The year 2001 witnessed a series of financial information frauds involving :
- Enron Corporation
- Arthur Andersen (Auditing firm )
- WorldCom (the telecommunications company)
- Qwest and Sunbeam
- Among other well-known corporations
These problems highlighted the need to review the effectiveness of accounting standards, auditing regulations and corporate governance principles. In some cases, management manipulated the figures shown in financial reports to indicate a better economic performance. In others, tax and regulatory incentives encouraged over-leveraging of companies and decisions to bear extraordinary and unjustified risk.
The Enron scandal deeply influenced the development of new regulations to improve the reliability of financial reporting, and increased public awareness about the importance of having accounting standards that show the financial reality of companies and the objectivity and independence of auditing firms.
In addition to being the largest bankruptcy reorganization in American history, the Enron scandal undoubtedly is the biggest audit failure.

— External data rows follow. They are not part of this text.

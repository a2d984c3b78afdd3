//! Rune Auth - command authorization for the Rune Discord bot
//!
//! Two predicates answer who may run a command: [`is_bot_dev`] checks the
//! compiled-in developer allowlist and [`has_premium`] forwards the host's
//! entitlement flag. Guards, the saved login quota and configuration are
//! built on top of them.

pub mod allowlist;
pub mod config;
pub mod context;
pub mod error;
pub mod guard;
pub mod id;
pub mod premium;
pub mod quota;

pub use allowlist::{BOT_DEVELOPERS, DeveloperAllowlist, is_bot_dev, is_bot_dev_id};
pub use config::{QuotaSettings, RuneConfig, load_config, load_config_from_standard_locations};
pub use context::{CommandContext, InteractionContext, Invocation};
pub use error::{AuthError, Result};
pub use guard::{Requirement, ensure_all, ensure_bot_dev, ensure_premium};
pub use id::{DISCORD_EPOCH_MS, UserId};
pub use premium::has_premium;
pub use quota::{check_can_add, saved_logins_limit};

/// Re-export commonly used types
pub mod prelude {
    pub use crate::{
        AuthError, CommandContext, DeveloperAllowlist, Invocation, Requirement, Result,
        RuneConfig, UserId, ensure_bot_dev, ensure_premium, has_premium, is_bot_dev,
    };
}
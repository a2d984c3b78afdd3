//! Command guards
//!
//! Fallible wrappers over the predicates for command handlers that want to
//! bail out with `?` and show the invoker a reason.

use std::fmt;

use tracing::debug;

use crate::{AuthError, CommandContext, Result, has_premium, is_bot_dev};

/// A precondition a command can be registered with
#[derive(Debug, Clone, Copy, PartialEq, Eq)]
pub enum Requirement {
    BotDeveloper,
    Premium { feature: &'static str },
}

impl Requirement {
    pub fn is_met<C: CommandContext + ?Sized>(&self, ctx: &C) -> bool {
        match self {
            Self::BotDeveloper => is_bot_dev(ctx),
            Self::Premium { .. } => has_premium(ctx),
        }
    }

    pub fn check<C: CommandContext + ?Sized>(&self, ctx: &C) -> Result<()> {
        match self {
            Self::BotDeveloper => ensure_bot_dev(ctx),
            Self::Premium { feature } => ensure_premium(ctx, *feature),
        }
    }
}

impl fmt::Display for Requirement {
    fn fmt(&self, f: &mut fmt::Formatter<'_>) -> fmt::Result {
        match self {
            Self::BotDeveloper => write!(f, "bot developer"),
            Self::Premium { feature } => write!(f, "premium ({feature})"),
        }
    }
}

pub fn ensure_bot_dev<C: CommandContext + ?Sized>(ctx: &C) -> Result<()> {
    if is_bot_dev(ctx) {
        return Ok(());
    }
    let user_id = ctx.user_id();
    debug!(%user_id, "denied: not a bot developer");
    Err(AuthError::NotBotDeveloper { user_id })
}

/// Fail with [`AuthError::PremiumRequired`] unless the invoker has premium.
///
/// `feature` is shown to the user, e.g. "Change account display name".
pub fn ensure_premium<C: CommandContext + ?Sized>(
    ctx: &C,
    feature: impl Into<String>,
) -> Result<()> {
    if has_premium(ctx) {
        return Ok(());
    }
    let user_id = ctx.user_id();
    let feature = feature.into();
    debug!(%user_id, %feature, "denied: premium required");
    Err(AuthError::premium_required(feature, user_id))
}

/// Check requirements in order, stopping at the first one that fails
pub fn ensure_all<C: CommandContext + ?Sized>(ctx: &C, requirements: &[Requirement]) -> Result<()> {
    requirements.iter().try_for_each(|req| req.check(ctx))
}
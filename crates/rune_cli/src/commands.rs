use chrono::{DateTime, Utc};
use miette::{IntoDiagnostic, Result};
use owo_colors::OwoColorize;
use rune_auth::{
    DeveloperAllowlist, Invocation, RuneConfig, UserId, is_bot_dev_id, saved_logins_limit,
};

/// Report whether `user_id` is on the developer allowlist
pub fn dev(user_id: UserId) {
    if is_bot_dev_id(user_id) {
        println!("{} {} is a bot developer", "✓".bright_green(), user_id);
    } else {
        println!("{} {} is not a bot developer", "✗".bright_red(), user_id);
    }
}

pub fn devs() {
    for user_id in DeveloperAllowlist::BUILTIN.iter() {
        println!("{user_id}");
    }
}

/// Show the saved login limit for `user_id` as of now
pub fn quota(user_id: UserId, premium: bool, config: &RuneConfig) {
    let limit = quota_limit(user_id, premium, config, Utc::now());

    println!("User:       {}", user_id.bright_cyan());
    println!("Created:    {}", user_id.created_at().to_rfc3339());
    println!(
        "Premium:    {}",
        if premium {
            "yes".bright_green().to_string()
        } else {
            "no".dimmed().to_string()
        }
    );
    println!("Limit:      {}", limit.bright_yellow());
    if !config.allow_users_to_save_logins {
        println!("{}", "Saving logins is disabled on this instance".bright_red());
    }
}

fn quota_limit(user_id: UserId, premium: bool, config: &RuneConfig, now: DateTime<Utc>) -> usize {
    let ctx = Invocation::new(user_id).with_premium(premium);
    saved_logins_limit(&ctx, &config.saved_logins, now)
}

pub fn show_config(config: &RuneConfig) -> Result<()> {
    println!("{}", render_config(config)?);
    Ok(())
}

fn render_config(config: &RuneConfig) -> Result<String> {
    toml::to_string_pretty(config).into_diagnostic()
}
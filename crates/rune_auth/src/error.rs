use miette::Diagnostic;
use thiserror::Error;

use crate::UserId;

#[derive(Error, Diagnostic, Debug)]
pub enum AuthError {
    #[error("Command restricted to bot developers")]
    #[diagnostic(
        code(rune::auth::not_bot_developer),
        help("User {user_id} is not on the bot developer allowlist")
    )]
    NotBotDeveloper { user_id: UserId },

    #[error("Premium required: {feature}")]
    #[diagnostic(
        code(rune::auth::premium_required),
        help("This feature is only available to premium users")
    )]
    PremiumRequired { feature: String, user_id: UserId },

    #[error("Maximum number of saved logins ({limit}) has been reached")]
    #[diagnostic(
        code(rune::auth::saved_login_limit),
        help("Remove a saved login before adding another one")
    )]
    SavedLoginLimitReached { limit: usize },

    #[error("The current instance of the bot does not allow saving logins")]
    #[diagnostic(
        code(rune::auth::saving_logins_disabled),
        help("Set `allow_users_to_save_logins = true` in the bot configuration to enable it")
    )]
    SavingLoginsDisabled,

    #[error("Configuration error in {config_path}")]
    #[diagnostic(
        code(rune::auth::configuration),
        help("Expected {expected} for field '{field}'")
    )]
    Configuration {
        config_path: String,
        field: String,
        expected: String,
        #[source]
        cause: ConfigError,
    },

    #[error("Invalid user id '{input}'")]
    #[diagnostic(
        code(rune::auth::invalid_user_id),
        help("Discord user ids are unsigned 64-bit decimal numbers")
    )]
    InvalidUserId {
        input: String,
        #[source]
        cause: std::num::ParseIntError,
    },
}

/// Underlying cause of a configuration failure
#[derive(Error, Debug)]
pub enum ConfigError {
    #[error("IO error")]
    Io(#[from] std::io::Error),

    #[error("TOML parse error")]
    TomlParse(#[from] toml::de::Error),
}

pub type Result<T> = std::result::Result<T, AuthError>;

impl AuthError {
    pub fn premium_required(feature: impl Into<String>, user_id: UserId) -> Self {
        Self::PremiumRequired {
            feature: feature.into(),
            user_id,
        }
    }

    /// Text suitable for replying to the invoker, without diagnostic decoration
    pub fn user_message(&self) -> String {
        match self {
            Self::PremiumRequired { feature, .. } => {
                format!("{feature}\nThis requires premium.")
            }
            other => other.to_string(),
        }
    }
}

#[cfg(test)]
mod tests {
    use super::*;
    use miette::Report;

    #[test]
    fn test_premium_required_message() {
        let error = AuthError::premium_required("View more account info", UserId::new(42));

        assert_eq!(error.to_string(), "Premium required: View more account info");
        assert_eq!(
            error.user_message(),
            "View more account info\nThis requires premium."
        );
    }

    #[test]
    fn test_limit_message_contains_limit() {
        let error = AuthError::SavedLoginLimitReached { limit: 10 };
        assert!(error.user_message().contains("(10)"));
    }

    #[test]
    fn test_diagnostic_codes() {
        let error = AuthError::NotBotDeveloper {
            user_id: UserId::new(1),
        };
        let output = format!("{:?}", Report::new(error));
        assert!(output.contains("not_bot_developer"));

        let cause = toml::from_str::<toml::Value>("= broken").unwrap_err();
        let error = AuthError::Configuration {
            config_path: "rune.toml".to_string(),
            field: "content".to_string(),
            expected: "valid TOML configuration".to_string(),
            cause: cause.into(),
        };
        let output = format!("{:?}", Report::new(error));
        assert!(output.contains("configuration"));
    }

    #[test]
    fn test_parse_error_reported_once() {
        use std::error::Error as _;

        let cause = toml::from_str::<toml::Value>("[saved_logins").unwrap_err();
        let detail = cause.to_string();
        let error = AuthError::Configuration {
            config_path: "rune.toml".to_string(),
            field: "content".to_string(),
            expected: "valid TOML configuration".to_string(),
            cause: cause.into(),
        };

        let config_error = error.source().unwrap();
        assert_eq!(config_error.to_string(), "TOML parse error");
        assert_eq!(config_error.source().unwrap().to_string(), detail);
        assert!(!error.to_string().contains(&detail));
    }
}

The scandal caused the dissolution of Arthur Andersen, which at the time was one of the five largest accounting firms in the world. It involved a financial scandal of Enron Corporation and their auditors Arthur Andersen, which was revealed in late 2001. After a series of revelations involving irregular accounting procedures conducted throughout the 1990s, Enron
filed for Chapter 11 bankruptcy protection in December 2001.
One consequence of these events was the passage of Sarbanes-Oxley Act in 2002, as a result of the first admissions of fraudulent behavior made by Enron. The act significantly raises criminal penalties for securities fraud, for destroying, altering or fabricating records in federal investigations or any scheme or attempt to defraud shareholders.